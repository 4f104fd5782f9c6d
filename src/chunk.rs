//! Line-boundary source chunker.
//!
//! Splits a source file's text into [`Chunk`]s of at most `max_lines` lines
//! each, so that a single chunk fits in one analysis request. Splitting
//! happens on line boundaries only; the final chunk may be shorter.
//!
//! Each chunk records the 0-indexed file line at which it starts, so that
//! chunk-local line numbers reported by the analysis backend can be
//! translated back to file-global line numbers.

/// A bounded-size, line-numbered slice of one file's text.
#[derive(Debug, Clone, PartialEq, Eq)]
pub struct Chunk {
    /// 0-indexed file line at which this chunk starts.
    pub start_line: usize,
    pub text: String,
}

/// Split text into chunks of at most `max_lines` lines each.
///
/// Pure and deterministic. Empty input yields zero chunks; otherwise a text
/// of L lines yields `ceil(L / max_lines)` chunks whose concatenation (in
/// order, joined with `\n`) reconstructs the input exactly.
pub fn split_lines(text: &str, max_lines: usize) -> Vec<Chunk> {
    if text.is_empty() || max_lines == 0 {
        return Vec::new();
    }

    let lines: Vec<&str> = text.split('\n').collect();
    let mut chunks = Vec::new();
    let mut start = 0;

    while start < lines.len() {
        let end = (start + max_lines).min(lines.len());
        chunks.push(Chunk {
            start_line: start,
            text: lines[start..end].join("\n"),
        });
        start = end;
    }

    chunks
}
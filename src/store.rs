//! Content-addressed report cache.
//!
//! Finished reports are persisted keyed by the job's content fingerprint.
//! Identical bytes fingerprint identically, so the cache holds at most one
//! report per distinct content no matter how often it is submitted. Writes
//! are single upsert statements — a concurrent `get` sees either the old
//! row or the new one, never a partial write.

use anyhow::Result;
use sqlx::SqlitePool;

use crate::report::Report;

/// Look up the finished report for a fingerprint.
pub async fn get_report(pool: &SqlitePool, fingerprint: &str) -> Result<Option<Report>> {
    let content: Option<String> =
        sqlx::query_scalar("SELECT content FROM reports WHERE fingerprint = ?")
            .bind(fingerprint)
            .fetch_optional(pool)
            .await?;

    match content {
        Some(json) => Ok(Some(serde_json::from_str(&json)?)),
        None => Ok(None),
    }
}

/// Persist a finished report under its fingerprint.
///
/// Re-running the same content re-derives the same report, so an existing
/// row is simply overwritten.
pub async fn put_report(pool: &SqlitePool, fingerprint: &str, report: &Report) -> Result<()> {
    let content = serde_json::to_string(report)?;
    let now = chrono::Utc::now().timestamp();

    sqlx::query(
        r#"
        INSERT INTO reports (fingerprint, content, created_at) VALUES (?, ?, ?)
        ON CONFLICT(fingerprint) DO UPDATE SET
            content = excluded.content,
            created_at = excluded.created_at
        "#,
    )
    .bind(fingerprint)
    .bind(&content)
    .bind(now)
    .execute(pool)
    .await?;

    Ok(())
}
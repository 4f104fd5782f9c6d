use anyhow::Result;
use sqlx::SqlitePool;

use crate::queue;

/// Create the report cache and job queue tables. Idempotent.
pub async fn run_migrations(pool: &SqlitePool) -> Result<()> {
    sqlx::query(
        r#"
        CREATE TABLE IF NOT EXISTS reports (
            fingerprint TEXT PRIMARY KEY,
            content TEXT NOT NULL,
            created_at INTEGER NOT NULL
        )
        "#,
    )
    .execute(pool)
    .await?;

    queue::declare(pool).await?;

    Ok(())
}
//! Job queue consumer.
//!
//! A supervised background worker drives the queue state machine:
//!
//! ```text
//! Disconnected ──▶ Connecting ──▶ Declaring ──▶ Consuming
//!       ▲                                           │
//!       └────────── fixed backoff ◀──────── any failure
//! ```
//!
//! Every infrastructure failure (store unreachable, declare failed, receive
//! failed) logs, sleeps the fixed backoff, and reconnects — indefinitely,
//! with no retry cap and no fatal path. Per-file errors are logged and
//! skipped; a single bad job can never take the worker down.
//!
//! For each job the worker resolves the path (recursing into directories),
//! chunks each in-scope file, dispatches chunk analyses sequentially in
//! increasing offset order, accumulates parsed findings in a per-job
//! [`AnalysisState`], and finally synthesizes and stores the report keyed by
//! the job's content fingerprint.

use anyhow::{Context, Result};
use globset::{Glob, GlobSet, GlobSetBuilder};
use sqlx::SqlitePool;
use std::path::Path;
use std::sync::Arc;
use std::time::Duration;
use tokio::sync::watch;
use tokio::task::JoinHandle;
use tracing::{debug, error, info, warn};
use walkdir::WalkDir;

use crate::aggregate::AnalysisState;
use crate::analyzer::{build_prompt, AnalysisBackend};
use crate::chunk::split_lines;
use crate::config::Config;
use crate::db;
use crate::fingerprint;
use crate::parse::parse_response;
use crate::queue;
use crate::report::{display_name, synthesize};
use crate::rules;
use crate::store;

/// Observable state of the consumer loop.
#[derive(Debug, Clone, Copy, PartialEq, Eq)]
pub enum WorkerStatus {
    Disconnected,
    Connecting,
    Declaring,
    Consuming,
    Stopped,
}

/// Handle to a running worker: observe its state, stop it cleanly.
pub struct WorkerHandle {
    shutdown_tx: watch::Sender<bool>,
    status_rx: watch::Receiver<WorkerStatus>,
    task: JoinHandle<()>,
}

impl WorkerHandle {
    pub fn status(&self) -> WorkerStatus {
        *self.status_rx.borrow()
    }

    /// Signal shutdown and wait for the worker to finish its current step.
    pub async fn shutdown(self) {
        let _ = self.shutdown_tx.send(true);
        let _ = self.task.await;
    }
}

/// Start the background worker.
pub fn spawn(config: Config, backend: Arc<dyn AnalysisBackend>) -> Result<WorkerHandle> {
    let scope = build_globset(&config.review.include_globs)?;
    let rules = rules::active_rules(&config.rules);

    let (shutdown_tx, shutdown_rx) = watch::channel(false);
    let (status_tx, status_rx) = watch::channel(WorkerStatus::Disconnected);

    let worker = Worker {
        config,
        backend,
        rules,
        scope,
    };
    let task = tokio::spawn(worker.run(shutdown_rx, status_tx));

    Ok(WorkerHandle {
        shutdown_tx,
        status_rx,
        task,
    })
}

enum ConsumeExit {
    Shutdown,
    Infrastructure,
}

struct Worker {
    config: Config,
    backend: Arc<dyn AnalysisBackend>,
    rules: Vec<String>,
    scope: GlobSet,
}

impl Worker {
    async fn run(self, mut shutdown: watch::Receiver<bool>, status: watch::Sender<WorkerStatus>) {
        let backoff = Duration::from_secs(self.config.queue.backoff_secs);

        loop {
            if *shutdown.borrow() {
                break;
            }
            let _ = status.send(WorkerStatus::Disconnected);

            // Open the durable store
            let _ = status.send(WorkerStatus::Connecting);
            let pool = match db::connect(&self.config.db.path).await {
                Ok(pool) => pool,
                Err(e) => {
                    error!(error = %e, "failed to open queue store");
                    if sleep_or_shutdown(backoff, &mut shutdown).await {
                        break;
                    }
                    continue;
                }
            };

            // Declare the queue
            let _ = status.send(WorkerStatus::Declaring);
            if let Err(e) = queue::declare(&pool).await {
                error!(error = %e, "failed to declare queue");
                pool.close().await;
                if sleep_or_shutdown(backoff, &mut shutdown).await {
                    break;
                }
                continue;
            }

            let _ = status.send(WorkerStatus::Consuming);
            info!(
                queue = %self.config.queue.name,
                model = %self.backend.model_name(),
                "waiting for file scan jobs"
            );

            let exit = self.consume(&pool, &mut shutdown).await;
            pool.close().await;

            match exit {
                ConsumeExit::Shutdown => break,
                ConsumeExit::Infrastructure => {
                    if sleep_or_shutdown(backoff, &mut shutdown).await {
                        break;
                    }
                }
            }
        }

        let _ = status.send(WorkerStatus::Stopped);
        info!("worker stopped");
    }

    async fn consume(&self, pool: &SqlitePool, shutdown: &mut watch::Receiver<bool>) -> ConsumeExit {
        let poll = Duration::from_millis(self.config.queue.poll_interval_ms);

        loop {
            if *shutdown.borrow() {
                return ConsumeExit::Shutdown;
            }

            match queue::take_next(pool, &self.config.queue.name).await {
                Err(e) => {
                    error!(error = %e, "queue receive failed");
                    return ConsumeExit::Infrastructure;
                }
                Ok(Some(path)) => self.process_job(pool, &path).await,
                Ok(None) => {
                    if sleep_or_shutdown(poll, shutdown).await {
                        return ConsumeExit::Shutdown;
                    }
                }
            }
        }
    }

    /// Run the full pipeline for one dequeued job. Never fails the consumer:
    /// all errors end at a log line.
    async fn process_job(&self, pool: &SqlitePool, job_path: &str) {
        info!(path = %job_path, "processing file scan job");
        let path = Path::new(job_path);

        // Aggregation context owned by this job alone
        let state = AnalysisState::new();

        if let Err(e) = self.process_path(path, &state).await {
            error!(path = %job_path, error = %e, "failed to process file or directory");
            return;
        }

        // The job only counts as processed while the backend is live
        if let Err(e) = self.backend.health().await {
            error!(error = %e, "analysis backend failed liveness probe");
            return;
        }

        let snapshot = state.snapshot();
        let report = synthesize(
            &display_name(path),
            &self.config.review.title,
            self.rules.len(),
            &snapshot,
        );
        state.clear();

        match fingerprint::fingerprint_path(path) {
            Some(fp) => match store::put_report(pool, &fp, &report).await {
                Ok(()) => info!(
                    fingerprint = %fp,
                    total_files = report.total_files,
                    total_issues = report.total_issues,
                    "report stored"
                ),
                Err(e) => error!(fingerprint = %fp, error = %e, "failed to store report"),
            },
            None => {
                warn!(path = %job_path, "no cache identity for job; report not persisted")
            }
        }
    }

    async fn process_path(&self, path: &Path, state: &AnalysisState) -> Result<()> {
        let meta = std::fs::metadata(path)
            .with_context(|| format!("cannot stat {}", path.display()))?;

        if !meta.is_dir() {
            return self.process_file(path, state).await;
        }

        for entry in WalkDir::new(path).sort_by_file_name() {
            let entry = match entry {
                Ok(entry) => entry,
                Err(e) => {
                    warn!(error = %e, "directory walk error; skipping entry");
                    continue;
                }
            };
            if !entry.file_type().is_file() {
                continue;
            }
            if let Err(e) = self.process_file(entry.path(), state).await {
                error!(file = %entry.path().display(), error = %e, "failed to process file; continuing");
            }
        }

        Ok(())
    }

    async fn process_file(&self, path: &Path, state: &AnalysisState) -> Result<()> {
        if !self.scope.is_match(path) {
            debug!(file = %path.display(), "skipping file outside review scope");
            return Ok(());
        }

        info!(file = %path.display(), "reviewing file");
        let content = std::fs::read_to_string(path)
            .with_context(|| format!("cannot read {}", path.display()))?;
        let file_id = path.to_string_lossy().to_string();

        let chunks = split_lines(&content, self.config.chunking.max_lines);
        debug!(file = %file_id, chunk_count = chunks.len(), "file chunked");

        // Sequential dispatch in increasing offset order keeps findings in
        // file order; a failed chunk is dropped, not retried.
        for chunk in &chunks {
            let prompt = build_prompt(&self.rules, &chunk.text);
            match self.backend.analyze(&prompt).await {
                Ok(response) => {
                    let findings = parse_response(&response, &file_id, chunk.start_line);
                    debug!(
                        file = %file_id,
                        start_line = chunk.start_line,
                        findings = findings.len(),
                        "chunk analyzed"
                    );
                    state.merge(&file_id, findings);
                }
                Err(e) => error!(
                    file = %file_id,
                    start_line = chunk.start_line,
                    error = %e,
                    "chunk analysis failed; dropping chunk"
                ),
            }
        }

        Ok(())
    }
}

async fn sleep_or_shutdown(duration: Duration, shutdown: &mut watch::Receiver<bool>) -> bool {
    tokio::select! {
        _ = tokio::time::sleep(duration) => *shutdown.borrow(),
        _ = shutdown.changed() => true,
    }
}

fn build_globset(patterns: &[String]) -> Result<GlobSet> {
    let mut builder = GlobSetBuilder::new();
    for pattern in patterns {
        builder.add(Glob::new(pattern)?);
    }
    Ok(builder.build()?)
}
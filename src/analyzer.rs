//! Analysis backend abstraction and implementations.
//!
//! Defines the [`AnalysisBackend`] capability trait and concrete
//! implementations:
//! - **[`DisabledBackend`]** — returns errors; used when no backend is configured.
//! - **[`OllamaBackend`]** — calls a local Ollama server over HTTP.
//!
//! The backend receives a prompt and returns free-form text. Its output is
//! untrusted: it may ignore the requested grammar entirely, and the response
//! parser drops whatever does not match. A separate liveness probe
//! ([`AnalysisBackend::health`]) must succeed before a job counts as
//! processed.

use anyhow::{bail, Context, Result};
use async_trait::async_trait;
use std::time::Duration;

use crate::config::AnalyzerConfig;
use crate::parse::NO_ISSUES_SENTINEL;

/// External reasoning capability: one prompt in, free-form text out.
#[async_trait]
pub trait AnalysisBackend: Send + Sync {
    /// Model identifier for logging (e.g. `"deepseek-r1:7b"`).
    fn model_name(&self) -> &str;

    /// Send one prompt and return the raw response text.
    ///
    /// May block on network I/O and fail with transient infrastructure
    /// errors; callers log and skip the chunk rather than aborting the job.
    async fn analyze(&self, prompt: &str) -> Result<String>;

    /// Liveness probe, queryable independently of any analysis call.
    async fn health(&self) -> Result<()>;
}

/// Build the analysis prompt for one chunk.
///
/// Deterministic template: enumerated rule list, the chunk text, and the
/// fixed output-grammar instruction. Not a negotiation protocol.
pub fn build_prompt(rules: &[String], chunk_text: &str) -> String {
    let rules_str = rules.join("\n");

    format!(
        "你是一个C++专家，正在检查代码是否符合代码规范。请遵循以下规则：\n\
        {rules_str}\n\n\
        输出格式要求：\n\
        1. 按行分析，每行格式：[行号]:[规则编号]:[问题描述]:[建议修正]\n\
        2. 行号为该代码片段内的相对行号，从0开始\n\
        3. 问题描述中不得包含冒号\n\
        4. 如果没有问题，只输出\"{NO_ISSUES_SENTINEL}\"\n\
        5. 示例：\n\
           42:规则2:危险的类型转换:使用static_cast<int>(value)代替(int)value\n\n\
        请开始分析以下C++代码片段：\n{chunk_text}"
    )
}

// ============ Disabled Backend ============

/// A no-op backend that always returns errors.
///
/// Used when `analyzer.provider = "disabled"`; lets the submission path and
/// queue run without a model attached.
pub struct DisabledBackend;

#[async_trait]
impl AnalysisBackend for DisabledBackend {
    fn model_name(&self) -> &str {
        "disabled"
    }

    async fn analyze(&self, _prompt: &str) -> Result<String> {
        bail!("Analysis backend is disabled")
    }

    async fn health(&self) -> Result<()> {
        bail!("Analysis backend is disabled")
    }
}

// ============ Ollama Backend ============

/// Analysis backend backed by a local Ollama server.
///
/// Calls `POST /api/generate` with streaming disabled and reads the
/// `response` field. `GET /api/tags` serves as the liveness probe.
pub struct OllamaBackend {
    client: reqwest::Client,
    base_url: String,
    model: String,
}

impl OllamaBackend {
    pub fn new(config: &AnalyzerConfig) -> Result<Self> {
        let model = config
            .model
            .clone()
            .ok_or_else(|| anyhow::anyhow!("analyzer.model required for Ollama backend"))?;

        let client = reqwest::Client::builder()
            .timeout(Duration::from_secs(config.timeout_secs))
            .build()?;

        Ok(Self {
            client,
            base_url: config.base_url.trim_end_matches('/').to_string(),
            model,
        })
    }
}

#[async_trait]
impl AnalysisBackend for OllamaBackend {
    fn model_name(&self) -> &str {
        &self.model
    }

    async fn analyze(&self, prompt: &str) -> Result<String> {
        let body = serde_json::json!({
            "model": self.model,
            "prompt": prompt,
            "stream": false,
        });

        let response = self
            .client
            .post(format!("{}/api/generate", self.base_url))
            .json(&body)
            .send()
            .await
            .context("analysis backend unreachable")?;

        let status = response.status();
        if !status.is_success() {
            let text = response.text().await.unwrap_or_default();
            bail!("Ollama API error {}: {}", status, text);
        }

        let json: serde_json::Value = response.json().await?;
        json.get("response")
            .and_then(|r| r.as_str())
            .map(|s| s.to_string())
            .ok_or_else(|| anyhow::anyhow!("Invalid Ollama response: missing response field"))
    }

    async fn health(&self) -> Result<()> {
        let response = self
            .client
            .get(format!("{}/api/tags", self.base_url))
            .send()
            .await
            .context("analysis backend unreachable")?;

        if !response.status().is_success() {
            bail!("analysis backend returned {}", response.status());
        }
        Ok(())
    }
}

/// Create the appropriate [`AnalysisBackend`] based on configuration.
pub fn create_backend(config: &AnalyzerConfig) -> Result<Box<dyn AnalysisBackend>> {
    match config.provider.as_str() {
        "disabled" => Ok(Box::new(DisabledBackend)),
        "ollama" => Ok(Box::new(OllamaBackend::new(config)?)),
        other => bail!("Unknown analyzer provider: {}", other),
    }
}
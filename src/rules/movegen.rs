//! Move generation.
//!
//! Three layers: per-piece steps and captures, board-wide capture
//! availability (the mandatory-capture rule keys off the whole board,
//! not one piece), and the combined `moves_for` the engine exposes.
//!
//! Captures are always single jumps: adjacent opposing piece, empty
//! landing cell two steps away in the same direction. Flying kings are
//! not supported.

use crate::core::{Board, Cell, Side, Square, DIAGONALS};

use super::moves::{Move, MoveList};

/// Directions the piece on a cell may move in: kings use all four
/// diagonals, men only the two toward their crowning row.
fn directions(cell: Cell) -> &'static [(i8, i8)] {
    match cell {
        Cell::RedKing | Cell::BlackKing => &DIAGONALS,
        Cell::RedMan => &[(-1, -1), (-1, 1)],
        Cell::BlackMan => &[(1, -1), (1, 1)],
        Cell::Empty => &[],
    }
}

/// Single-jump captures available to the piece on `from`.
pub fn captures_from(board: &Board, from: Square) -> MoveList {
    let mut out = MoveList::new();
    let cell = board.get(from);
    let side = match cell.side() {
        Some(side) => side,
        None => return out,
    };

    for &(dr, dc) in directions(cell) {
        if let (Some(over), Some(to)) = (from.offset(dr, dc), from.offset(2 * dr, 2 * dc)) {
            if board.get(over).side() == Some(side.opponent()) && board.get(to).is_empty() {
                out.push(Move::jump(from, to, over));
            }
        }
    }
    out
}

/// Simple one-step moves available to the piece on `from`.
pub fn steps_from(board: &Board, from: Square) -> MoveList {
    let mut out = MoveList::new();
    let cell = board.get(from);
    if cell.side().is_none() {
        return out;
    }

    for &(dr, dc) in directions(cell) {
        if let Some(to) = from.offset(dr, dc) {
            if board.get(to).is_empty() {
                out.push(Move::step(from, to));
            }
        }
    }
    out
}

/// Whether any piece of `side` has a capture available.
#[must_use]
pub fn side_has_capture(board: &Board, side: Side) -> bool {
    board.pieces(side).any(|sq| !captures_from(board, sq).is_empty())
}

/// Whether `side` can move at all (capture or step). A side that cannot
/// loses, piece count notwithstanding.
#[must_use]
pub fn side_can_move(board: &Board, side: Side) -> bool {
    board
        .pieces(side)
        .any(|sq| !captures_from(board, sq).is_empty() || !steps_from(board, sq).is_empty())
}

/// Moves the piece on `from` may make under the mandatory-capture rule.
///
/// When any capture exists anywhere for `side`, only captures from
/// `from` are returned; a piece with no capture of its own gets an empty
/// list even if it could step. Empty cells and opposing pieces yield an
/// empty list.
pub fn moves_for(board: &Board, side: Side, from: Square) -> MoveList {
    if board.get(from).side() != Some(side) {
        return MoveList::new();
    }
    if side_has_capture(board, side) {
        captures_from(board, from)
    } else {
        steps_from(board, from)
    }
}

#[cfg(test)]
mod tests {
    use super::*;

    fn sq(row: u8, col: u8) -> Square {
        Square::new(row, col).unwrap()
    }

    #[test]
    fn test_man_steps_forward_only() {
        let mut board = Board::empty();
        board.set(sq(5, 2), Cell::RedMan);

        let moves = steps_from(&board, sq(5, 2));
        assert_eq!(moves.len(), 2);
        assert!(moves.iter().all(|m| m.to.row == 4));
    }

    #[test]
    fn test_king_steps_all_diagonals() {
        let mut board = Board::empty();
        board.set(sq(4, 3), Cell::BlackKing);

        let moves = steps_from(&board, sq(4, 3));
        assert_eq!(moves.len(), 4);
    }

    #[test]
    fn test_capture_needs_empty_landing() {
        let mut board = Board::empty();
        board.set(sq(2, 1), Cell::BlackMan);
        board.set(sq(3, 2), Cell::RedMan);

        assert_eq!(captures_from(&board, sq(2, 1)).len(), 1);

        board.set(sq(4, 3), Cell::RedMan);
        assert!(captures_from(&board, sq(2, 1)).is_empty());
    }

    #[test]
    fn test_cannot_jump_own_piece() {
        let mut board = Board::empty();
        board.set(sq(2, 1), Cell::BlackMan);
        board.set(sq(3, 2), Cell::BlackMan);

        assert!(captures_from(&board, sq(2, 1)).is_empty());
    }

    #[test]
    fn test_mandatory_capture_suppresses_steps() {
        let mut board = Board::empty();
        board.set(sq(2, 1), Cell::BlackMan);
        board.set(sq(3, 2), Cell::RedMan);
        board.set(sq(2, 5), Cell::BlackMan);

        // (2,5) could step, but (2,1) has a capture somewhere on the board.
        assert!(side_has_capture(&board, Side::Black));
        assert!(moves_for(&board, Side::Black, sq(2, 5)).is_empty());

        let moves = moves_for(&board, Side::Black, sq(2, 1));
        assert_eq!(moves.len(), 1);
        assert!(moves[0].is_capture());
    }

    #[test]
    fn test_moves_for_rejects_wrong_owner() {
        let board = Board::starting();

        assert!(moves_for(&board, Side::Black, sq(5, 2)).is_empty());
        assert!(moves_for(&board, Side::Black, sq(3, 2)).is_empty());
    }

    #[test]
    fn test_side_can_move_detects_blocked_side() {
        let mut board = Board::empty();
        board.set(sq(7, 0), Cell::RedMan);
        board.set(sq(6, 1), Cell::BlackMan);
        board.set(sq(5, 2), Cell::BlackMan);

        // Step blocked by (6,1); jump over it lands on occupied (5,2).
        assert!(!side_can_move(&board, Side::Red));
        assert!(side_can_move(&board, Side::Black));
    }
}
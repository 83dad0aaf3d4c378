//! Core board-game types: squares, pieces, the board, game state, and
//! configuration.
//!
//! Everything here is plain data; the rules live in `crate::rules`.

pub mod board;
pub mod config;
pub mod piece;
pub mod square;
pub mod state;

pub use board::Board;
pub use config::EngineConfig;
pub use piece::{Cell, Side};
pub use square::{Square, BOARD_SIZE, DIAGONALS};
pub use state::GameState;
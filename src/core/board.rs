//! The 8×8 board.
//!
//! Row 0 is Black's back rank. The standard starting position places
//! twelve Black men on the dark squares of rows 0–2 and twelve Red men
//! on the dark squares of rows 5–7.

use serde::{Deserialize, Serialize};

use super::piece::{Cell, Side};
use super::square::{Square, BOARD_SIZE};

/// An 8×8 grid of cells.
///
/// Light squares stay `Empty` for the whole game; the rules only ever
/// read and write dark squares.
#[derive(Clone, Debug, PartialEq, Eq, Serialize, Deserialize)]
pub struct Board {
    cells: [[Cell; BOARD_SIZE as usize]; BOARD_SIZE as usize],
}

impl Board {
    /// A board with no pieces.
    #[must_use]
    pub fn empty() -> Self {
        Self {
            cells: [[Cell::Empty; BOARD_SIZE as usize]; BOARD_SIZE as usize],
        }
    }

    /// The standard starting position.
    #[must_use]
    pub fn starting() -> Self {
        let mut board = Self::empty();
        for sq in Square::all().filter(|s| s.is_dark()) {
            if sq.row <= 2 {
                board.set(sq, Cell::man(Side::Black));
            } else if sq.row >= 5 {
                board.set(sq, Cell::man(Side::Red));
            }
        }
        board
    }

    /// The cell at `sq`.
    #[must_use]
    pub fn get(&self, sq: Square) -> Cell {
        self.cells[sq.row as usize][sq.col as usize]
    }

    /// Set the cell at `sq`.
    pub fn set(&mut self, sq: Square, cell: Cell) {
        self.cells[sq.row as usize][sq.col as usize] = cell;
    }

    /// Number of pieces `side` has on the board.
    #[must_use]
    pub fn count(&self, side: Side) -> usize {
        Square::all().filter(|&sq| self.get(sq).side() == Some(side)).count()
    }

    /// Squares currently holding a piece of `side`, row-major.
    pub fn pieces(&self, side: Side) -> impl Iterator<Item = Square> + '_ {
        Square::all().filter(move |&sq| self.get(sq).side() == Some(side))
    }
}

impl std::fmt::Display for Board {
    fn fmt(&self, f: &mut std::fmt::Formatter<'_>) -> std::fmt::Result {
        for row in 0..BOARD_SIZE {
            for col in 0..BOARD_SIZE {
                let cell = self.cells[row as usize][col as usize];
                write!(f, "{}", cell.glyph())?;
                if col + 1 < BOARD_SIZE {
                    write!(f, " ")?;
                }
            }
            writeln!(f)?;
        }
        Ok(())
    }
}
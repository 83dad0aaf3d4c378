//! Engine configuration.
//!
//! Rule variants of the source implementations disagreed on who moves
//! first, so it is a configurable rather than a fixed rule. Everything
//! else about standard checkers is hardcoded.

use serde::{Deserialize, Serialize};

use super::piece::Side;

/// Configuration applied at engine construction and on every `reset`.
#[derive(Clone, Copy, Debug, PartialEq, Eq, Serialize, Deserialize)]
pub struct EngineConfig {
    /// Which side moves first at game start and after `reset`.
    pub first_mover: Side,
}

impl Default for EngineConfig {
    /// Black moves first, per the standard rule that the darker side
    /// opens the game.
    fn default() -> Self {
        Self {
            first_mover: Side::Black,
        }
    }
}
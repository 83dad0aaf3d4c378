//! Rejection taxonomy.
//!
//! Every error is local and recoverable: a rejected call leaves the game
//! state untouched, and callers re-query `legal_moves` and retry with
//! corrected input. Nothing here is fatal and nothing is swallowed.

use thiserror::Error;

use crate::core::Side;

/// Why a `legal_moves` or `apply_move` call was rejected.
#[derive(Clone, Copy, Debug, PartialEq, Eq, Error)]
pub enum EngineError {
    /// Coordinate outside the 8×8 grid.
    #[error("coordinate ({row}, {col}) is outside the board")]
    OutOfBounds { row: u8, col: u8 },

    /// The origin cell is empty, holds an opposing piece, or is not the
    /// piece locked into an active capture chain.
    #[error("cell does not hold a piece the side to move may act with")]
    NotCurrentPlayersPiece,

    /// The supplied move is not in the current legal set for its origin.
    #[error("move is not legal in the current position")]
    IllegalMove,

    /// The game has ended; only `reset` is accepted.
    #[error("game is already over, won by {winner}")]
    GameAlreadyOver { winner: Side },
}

· · · · ·

• EXERCISE DETAILS
Set down exactly the lines of the data above, beginning with the line that has "with no pieces." and ending with the line that has "let mut board = Self::empty();", and no others.

• TASK OUTPUT
    /// A board with no pieces.
    #[must_use]
    pub fn empty() -> Self {
        Self {
            cells: [[Cell::Empty; BOARD_SIZE as usize]; BOARD_SIZE as usize],
        }
    }

    /// The standard starting position.
    #[must_use]
    pub fn starting() -> Self {
        let mut board = Self::empty();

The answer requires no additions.